[Exercise material]
────────────────

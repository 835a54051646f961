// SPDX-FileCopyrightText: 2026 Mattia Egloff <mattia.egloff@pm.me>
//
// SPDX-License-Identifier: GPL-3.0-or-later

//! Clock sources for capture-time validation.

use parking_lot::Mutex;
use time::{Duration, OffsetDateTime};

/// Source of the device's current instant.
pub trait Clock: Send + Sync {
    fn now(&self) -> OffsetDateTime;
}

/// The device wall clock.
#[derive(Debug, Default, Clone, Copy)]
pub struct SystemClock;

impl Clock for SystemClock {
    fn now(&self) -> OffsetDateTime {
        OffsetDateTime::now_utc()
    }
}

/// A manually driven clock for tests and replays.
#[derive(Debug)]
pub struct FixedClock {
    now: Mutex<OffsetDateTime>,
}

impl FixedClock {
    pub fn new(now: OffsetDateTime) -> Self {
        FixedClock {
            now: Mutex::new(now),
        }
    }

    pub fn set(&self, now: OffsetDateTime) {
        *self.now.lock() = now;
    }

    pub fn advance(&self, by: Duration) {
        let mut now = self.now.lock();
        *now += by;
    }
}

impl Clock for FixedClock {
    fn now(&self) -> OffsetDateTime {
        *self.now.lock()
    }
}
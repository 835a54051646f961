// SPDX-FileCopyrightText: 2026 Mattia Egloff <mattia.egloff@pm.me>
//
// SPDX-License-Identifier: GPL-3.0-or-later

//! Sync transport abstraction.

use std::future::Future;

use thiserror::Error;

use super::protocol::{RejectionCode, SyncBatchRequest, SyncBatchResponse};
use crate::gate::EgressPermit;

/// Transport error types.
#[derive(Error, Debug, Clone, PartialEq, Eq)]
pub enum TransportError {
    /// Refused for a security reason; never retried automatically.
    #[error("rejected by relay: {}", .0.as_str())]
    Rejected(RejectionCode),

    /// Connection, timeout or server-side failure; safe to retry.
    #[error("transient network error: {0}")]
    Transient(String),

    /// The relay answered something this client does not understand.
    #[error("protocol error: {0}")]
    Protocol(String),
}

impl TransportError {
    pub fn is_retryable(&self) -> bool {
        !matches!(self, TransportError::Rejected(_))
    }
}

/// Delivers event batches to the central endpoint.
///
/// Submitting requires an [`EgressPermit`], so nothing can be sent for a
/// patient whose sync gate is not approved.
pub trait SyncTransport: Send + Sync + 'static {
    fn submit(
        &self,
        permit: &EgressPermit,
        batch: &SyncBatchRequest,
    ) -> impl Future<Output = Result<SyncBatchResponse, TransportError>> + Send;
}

────────────────

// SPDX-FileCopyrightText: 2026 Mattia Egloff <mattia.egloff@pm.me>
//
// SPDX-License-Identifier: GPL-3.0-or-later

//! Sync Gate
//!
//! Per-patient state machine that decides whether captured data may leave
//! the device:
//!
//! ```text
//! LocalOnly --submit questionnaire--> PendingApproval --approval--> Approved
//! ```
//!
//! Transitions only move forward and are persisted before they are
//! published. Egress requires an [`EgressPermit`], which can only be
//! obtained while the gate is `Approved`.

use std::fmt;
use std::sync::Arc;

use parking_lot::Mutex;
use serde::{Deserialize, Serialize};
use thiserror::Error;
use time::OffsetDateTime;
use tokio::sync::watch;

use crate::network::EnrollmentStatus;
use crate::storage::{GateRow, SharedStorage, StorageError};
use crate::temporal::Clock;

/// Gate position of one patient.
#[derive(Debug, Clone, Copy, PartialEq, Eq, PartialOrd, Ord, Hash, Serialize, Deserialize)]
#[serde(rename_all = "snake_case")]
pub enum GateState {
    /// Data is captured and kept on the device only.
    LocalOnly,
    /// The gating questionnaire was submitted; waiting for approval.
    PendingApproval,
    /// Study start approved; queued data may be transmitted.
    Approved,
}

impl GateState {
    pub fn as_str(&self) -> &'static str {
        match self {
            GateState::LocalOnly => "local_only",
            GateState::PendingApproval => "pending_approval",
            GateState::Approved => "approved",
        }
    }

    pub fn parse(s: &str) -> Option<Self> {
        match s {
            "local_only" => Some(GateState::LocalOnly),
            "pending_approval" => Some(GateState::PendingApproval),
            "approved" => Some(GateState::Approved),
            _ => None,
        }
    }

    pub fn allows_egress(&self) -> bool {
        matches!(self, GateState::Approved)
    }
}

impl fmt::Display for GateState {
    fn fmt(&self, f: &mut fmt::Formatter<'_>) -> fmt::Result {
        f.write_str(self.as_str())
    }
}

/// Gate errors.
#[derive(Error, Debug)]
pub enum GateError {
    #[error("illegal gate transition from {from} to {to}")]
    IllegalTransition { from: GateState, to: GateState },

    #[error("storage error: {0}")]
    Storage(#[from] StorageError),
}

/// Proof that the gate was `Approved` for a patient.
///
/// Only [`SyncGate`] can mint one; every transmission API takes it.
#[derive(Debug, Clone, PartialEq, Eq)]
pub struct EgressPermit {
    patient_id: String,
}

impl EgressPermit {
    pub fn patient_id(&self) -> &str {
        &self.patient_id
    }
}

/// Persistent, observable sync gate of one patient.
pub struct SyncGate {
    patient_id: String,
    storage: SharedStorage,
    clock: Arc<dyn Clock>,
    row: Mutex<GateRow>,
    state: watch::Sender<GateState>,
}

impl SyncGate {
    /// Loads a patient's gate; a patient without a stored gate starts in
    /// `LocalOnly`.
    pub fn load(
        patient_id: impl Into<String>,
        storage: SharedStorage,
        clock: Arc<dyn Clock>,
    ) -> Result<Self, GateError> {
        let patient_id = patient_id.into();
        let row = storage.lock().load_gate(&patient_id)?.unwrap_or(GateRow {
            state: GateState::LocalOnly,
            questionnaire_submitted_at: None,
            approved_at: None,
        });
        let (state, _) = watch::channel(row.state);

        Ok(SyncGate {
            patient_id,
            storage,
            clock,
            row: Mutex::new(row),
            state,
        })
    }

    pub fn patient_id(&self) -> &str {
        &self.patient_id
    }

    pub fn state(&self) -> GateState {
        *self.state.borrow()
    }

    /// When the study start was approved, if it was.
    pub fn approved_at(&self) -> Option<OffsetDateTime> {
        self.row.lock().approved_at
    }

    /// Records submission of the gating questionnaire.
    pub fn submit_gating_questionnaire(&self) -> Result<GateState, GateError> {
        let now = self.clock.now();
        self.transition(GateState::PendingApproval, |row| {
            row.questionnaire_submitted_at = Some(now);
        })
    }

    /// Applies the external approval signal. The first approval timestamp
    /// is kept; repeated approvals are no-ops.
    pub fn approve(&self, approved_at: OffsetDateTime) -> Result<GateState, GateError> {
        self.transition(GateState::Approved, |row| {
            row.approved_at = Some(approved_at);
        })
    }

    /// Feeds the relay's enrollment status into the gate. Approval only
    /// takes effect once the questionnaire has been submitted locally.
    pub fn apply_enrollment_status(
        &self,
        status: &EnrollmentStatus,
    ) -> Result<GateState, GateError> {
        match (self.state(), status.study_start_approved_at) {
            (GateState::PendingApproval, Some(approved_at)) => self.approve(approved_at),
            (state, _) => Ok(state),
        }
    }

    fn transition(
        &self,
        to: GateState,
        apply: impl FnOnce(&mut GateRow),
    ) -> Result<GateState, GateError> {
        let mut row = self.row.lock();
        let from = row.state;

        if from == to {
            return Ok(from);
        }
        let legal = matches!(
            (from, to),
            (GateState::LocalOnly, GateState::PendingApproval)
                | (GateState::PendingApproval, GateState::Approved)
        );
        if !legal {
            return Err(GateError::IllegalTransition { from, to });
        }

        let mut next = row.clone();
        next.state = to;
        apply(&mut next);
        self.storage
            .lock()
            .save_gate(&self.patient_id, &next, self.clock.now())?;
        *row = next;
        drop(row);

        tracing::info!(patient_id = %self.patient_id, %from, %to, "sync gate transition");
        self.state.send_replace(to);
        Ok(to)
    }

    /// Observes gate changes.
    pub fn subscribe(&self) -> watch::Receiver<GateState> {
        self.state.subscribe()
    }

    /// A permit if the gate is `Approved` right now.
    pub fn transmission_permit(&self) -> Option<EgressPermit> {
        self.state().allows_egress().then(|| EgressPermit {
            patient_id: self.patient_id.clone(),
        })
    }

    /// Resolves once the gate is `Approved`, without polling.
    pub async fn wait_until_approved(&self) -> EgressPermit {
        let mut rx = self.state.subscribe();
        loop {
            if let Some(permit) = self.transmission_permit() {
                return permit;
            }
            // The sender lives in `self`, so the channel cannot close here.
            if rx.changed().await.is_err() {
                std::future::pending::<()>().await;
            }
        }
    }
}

────────────────

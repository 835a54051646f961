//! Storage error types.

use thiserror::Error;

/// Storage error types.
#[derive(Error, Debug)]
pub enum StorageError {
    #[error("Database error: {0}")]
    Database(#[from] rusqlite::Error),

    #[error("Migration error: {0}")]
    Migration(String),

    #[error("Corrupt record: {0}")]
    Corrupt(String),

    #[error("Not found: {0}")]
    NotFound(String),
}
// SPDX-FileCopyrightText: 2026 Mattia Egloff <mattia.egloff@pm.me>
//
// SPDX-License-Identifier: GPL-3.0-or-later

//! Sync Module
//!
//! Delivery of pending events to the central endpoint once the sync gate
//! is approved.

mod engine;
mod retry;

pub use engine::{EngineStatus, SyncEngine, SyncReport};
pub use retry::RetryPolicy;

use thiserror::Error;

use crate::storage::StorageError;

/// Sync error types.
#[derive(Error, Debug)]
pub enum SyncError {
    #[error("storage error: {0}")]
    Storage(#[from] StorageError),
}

────────────────

[Instructions to follow] Among the lines of the records above, count those holding the string "Result", and report only the number.

[Final answer] 7